When arriving in San Jose, it might be a bit more complicated but we'd be happy to make all your arrangements as many airlines arrive too late to still make it all the way to Playas del Coco on the same day.If you want to fly to Liberia, chose Sansa as they have their terminal in the same airport (Nature Air is located at another airport). If you arrive in the morning, there should be time to catch either the Gray-Line or Interbus at one of the nearby Airport-Hotels where you can also spend the night before coming here. If you look for some cheaper possibilities you'll have to get to down-town San Jose, about 30min away by taxi (the airport taxis at the exit of the airport charge 20$ by now). To catch a bus to San Jose, get out of the airport and walk aroung the parking building just in front of the airport, there you will find busses to take you to different places in San Jose (my suggestion: just pick any that says "San Jose" and once in town just take a regular, red taxi to bring you to your hotel (we have some great deals to suggest) or bus terminal). From there you can take the "Pulmitan de Liberia" bus-line which has a bus every full hour to Liberia and from there to Playas del Coco. They also have direct busses from San Jose to Playas del Coco leaving at 8a.m. and at 2 respectively 4p.m.
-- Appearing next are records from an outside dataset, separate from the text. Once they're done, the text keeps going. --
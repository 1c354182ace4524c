use tokio::sync::{mpsc, oneshot};
use tracing::{error, info, instrument};

use super::unit_of_work::UnitOfWork;
use crate::actor_framework::{Entity, FrameworkError, ResourceClient, ResourceRequest, Response, Table};
use crate::domain::{Order, OrderCreate, Product};
use crate::order_actor::OrderError;

/// Messages served by the [`CommerceStore`].
#[derive(Debug)]
pub enum StoreRequest {
    Products(ResourceRequest<Product>),
    Orders(ResourceRequest<Order>),
    /// Decrements stock for every line and inserts the order as one unit.
    PlaceOrder {
        order: OrderCreate,
        respond_to: Response<Order, OrderError>,
    },
    /// Makes the next order transaction fail after its stock writes are staged.
    #[cfg(test)]
    InjectFault {
        message: String,
        respond_to: oneshot::Sender<()>,
    },
}

impl From<ResourceRequest<Product>> for StoreRequest {
    fn from(request: ResourceRequest<Product>) -> Self {
        StoreRequest::Products(request)
    }
}

impl From<ResourceRequest<Order>> for StoreRequest {
    fn from(request: ResourceRequest<Order>) -> Self {
        StoreRequest::Orders(request)
    }
}

/// Actor owning the product and order tables.
///
/// Requests are served one at a time, so a transaction sees no interleaved
/// writes between its stock check and its commit.
pub struct CommerceStore {
    receiver: mpsc::Receiver<StoreRequest>,
    products: Table<Product>,
    orders: Table<Order>,
    #[cfg(test)]
    pending_fault: Option<String>,
}

impl CommerceStore {
    pub fn new(
        buffer_size: usize,
        next_product_id: impl Fn() -> String + Send + Sync + 'static,
        next_order_id: impl Fn() -> String + Send + Sync + 'static,
    ) -> (Self, StoreClient) {
        let (sender, receiver) = mpsc::channel(buffer_size);
        let store = Self {
            receiver,
            products: Table::new(next_product_id),
            orders: Table::new(next_order_id),
            #[cfg(test)]
            pending_fault: None,
        };
        (store, StoreClient::new(sender))
    }

    #[instrument(name = "commerce_store", skip(self))]
    pub async fn run(mut self) {
        info!("CommerceStore starting");
        while let Some(msg) = self.receiver.recv().await {
            match msg {
                StoreRequest::Products(request) => self.products.handle(request),
                StoreRequest::Orders(request) => self.orders.handle(request),
                StoreRequest::PlaceOrder { order, respond_to } => {
                    let _ = respond_to.send(self.place_order(order));
                }
                #[cfg(test)]
                StoreRequest::InjectFault { message, respond_to } => {
                    self.pending_fault = Some(message);
                    let _ = respond_to.send(());
                }
            }
        }
        info!(
            products = self.products.len(),
            orders = self.orders.len(),
            "CommerceStore stopped"
        );
    }

    #[instrument(skip(self, order), fields(user_id = %order.user_id, lines = order.lines.len()))]
    fn place_order(&mut self, order: OrderCreate) -> Result<Order, OrderError> {
        let mut unit = UnitOfWork::begin();
        match self.stage_order(&mut unit, order) {
            Ok(order) => {
                let written = unit.commit(&mut self.products, &mut self.orders);
                info!(order_id = %order.id, written, "Order transaction committed");
                Ok(order)
            }
            Err(e) => {
                error!(error = %e, "Order transaction failed");
                unit.rollback(&e);
                Err(e)
            }
        }
    }

    /// Stock is re-checked here against the live table, whatever the caller
    /// validated earlier.
    fn stage_order(&mut self, unit: &mut UnitOfWork, order: OrderCreate) -> Result<Order, OrderError> {
        for line in &order.lines {
            unit.decrement_stock(&self.products, &line.product_id, line.quantity)?;
        }
        #[cfg(test)]
        if let Some(message) = self.pending_fault.take() {
            return Err(OrderError::StorageError(message));
        }

        let mut order = Order::from_create_params(self.orders.next_id()?, order)?;
        order.on_create()?;
        unit.insert_order(order.clone());
        Ok(order)
    }
}

/// Handle to the [`CommerceStore`]. Table clients built from it share the
/// store's channel.
#[derive(Clone)]
pub struct StoreClient {
    sender: mpsc::Sender<StoreRequest>,
}

impl StoreClient {
    pub fn new(sender: mpsc::Sender<StoreRequest>) -> Self {
        Self { sender }
    }

    pub fn products(&self) -> ResourceClient<Product, StoreRequest> {
        ResourceClient::new(self.sender.clone())
    }

    pub fn orders(&self) -> ResourceClient<Order, StoreRequest> {
        ResourceClient::new(self.sender.clone())
    }

    pub async fn place_order(&self, order: OrderCreate) -> Result<Order, OrderError> {
        let (respond_to, response) = oneshot::channel();
        self.sender
            .send(StoreRequest::PlaceOrder { order, respond_to })
            .await
            .map_err(|_| FrameworkError::ActorClosed)?;
        response.await.map_err(|_| FrameworkError::ActorDropped)?
    }

    #[cfg(test)]
    pub async fn inject_fault(&self, message: impl Into<String>) {
        let (respond_to, response) = oneshot::channel();
        let request = StoreRequest::InjectFault {
            message: message.into(),
            respond_to,
        };
        if self.sender.send(request).await.is_ok() {
            let _ = response.await;
        }
    }
}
It takes about 5h to get here with an extended stop somewhere on the road to use bathrooms and/or drink and eat something.

All rental car companies are close-by around the airport, just tell the taxi which company you need to go to. Although I don't recommend driving that far - and eventually by night - after a long flight to Costa Rica.


I hope this helps you plan your trip to Costa Rica and Playas del Coco and wish you a lot of excitement preparing your vacation and a pleasant flight to Costa Rica!